Indeed, it is hard to imagine how such a harmful and restrictive policy such as this, a policy that has never been enacted into law simply because it has never had the congressional support to do so, has been able to survive. For fifteen non-consecutive years, women in some of the most poverty stricken segments of our world have been denied access to full reproductive health care because of the restrictions borne of this order. So the reproductive rights advocacy community is speaking out once again. But, as straight forward as this issue might seem, there are differing thoughts on how to approach it.

President Bush has already said he would veto both the House and Senate versions. So why was a House version, one that barely scratches the surface of this policy's detrimental effects, floated in the first place? Some reproductive health advocates have stood in support of the amendment as a simple measure that, with Bush's promise to veto, would highlight Bush's obvious anti-contraception stance and force him to explain how he could possibly be opposed to contraception abroad unless he was also opposed to it here in the states.

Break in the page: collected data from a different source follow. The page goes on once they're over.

// ABOUTME: Stateless classifier from raw progress records to typed pull events.
// ABOUTME: Matches the fixed daemon status vocabulary and the prefixed status lines.

use std::time::Duration;

use super::error::ClassifyError;
use super::event::{ExtractDetail, FinalStatus, LayerEvent, LayerEventKind, Progress, PullEvent};
use super::record::ProgressRecord;
use crate::types::Digest;

const PULLING_FS_LAYER: &str = "Pulling fs layer";
const WAITING: &str = "Waiting";
const DOWNLOADING: &str = "Downloading";
const VERIFYING_CHECKSUM: &str = "Verifying Checksum";
const DOWNLOAD_COMPLETE: &str = "Download complete";
const ALREADY_EXISTS: &str = "Already exists";
const EXTRACTING: &str = "Extracting";
const PULL_COMPLETE: &str = "Pull complete";

const PULLING_FROM_PREFIX: &str = "Pulling from";
const DIGEST_PREFIX: &str = "Digest:";
const STATUS_PREFIX: &str = "Status:";
const DOWNLOADED_NEWER_PREFIX: &str = "Downloaded newer image";
const UP_TO_DATE_PREFIX: &str = "Image is up to date";

/// Decode and classify one line of the progress stream.
///
/// Invalid UTF-8 inside the line is a malformed record.
pub fn classify_line(line: impl AsRef<[u8]>) -> Result<PullEvent, ClassifyError> {
    let record = ProgressRecord::from_slice(line.as_ref())?;
    classify(&record)
}

/// Turn a raw record into exactly one typed event.
pub fn classify(record: &ProgressRecord) -> Result<PullEvent, ClassifyError> {
    if let Some(message) = record.error_message() {
        let message = message.to_string();
        return Ok(match record.layer_id() {
            Some(id) => PullEvent::Layer(LayerEvent::new(id, LayerEventKind::Error { message })),
            None => PullEvent::Error { message },
        });
    }

    let status = record.status.as_str();
    if let Some(kind) = layer_kind(status, record)? {
        let id = record
            .layer_id()
            .ok_or_else(|| ClassifyError::MissingLayerId(status.to_string()))?;
        return Ok(PullEvent::Layer(LayerEvent::new(id, kind)));
    }

    if status.starts_with(PULLING_FROM_PREFIX) {
        return Ok(PullEvent::Started);
    }

    if let Some(rest) = status.strip_prefix(DIGEST_PREFIX) {
        let digest = Digest::parse(rest).map_err(|source| ClassifyError::InvalidDigest {
            status: status.to_string(),
            source,
        })?;
        return Ok(PullEvent::Digest(digest));
    }

    if let Some(rest) = status.strip_prefix(STATUS_PREFIX) {
        let message = rest.trim_start().to_string();
        let final_status = if message.starts_with(DOWNLOADED_NEWER_PREFIX) {
            FinalStatus::DownloadedNewerImage(message)
        } else if message.starts_with(UP_TO_DATE_PREFIX) {
            FinalStatus::UpToDate(message)
        } else {
            FinalStatus::Other(message)
        };
        return Ok(PullEvent::Final(final_status));
    }

    Err(ClassifyError::UnknownStatus(status.to_string()))
}

fn layer_kind(
    status: &str,
    record: &ProgressRecord,
) -> Result<Option<LayerEventKind>, ClassifyError> {
    let kind = match status {
        PULLING_FS_LAYER => LayerEventKind::PullingFsLayer,
        WAITING => LayerEventKind::Waiting,
        DOWNLOADING => LayerEventKind::Downloading(progress(record)),
        VERIFYING_CHECKSUM => LayerEventKind::VerifyingChecksum,
        DOWNLOAD_COMPLETE => LayerEventKind::DownloadComplete,
        ALREADY_EXISTS => LayerEventKind::AlreadyExists,
        EXTRACTING => LayerEventKind::Extracting(extract_detail(record)?),
        PULL_COMPLETE => LayerEventKind::PullComplete,
        _ => return Ok(None),
    };
    Ok(Some(kind))
}

fn progress(record: &ProgressRecord) -> Progress {
    let detail = &record.progress_detail;
    Progress {
        current: detail.current,
        total: detail.total,
        hide: detail.hide_counts,
    }
}

fn extract_detail(record: &ProgressRecord) -> Result<ExtractDetail, ClassifyError> {
    match record.progress_detail.units.as_deref() {
        Some(units) if !units.is_empty() => {
            let value = format!("{}{}", record.progress_detail.current, units);
            let elapsed = parse_elapsed(&value)?;
            Ok(ExtractDetail::Elapsed(elapsed))
        }
        _ => Ok(ExtractDetail::Progress(progress(record))),
    }
}

fn parse_elapsed(value: &str) -> Result<Duration, ClassifyError> {
    humantime::parse_duration(value).map_err(|source| ClassifyError::InvalidDuration {
        value: value.to_string(),
        source,
    })
}

#[cfg(test)]
mod tests {
    use super::*;

    #[test]
    fn extracting_with_units_is_elapsed_time() {
        let event =
            classify_line(r#"{"id":"a1","status":"Extracting","progressDetail":{"current":3,"units":"s"}}"#)
                .unwrap();
        assert_eq!(
            event,
            PullEvent::Layer(LayerEvent::new(
                "a1",
                LayerEventKind::Extracting(ExtractDetail::Elapsed(Duration::from_secs(3)))
            ))
        );
    }

    #[test]
    fn extracting_without_units_is_byte_progress() {
        let event = classify_line(
            r#"{"id":"a1","status":"Extracting","progressDetail":{"current":10,"total":20}}"#,
        )
        .unwrap();
        assert_eq!(
            event,
            PullEvent::Layer(LayerEvent::new(
                "a1",
                LayerEventKind::Extracting(ExtractDetail::Progress(Progress::new(10, 20)))
            ))
        );
    }

    #[test]
    fn bad_units_fail_classification() {
        let err = classify_line(
            r#"{"id":"a1","status":"Extracting","progressDetail":{"current":3,"units":"parsecs"}}"#,
        )
        .unwrap_err();
        assert!(matches!(err, ClassifyError::InvalidDuration { .. }));
    }

    #[test]
    fn error_detail_message_is_used_when_error_is_missing() {
        let event = classify_line(r#"{"errorDetail":{"message":"manifest unknown"}}"#).unwrap();
        assert_eq!(
            event,
            PullEvent::Error {
                message: "manifest unknown".to_string()
            }
        );
    }
}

But, according to others in the reproductive health community, there was and is clearly plenty of support for a full repeal of the global gag rule. A compromise such as the contraceptive amendment passed by the House only served to muddy the waters with confusion and to weaken a strong position. They say the contraceptive amendment will have little impact on the larger issue of free speech and ensuring that family planning agencies are allowed to use their funds the way they see fit in order to best help women and families.

Many say a full repeal of the Global Gag Rule is the first and best place to begin if we are to hold firm to the principles behind the push to repeal. There has always been an outcry against this policy because it crushes the very democratic ideals this country is supposed stand for; because it imposes a double-standard, allowing family planning organizations in this country access to funding while denying it to international agencies which do the same thing; and most significantly because it devastates women's lives by denying them basic reproductive health care. Finally, a compromise such as the House amendment has the potential to sacrifice bargaining power. I can hear parents' advice to their young adult children ringing in my ear: you never start with your mid-tier offer, you start with what you want in the best of all possible circumstances leaving you room to dicker.

Regardless of Bush's threats to veto both the House contraception amendment and the Senate's full repeal, reproductive rights supporters across the board are urging us not to give up.

And despite the debate that rages within the reproductive health advocacy community pitting Lowey's "free contraception" amendment against the full-scale repeal set forth by Senator Boxer, there seems to be a desire, publicly, to continue forcing the issue – to see the global gag rule overturned completely.

Population Connection warns us, "The Boxer Amendment is a tremendous step forward, but there is still a long way to go…"

It is unlikely that there will be any significant movement in either the House or the Senate on this issue over the next several weeks. For now, the reproductive health advocacy community needs to convince itself that an abiding loyalty to our deepest-held values and a sense of trust in our progressive political and social ideals form a strong foundation for any political strategy. This is an issue that reaches beyond, though fully encompasses, reproductive health and rights. To ensure that women's health and lives, and a democratic commitment to free speech are not subject to the tides of presidential administrations, most advocates say it is crucial that we continue to prioritize a full repeal of the Global Gag Rule.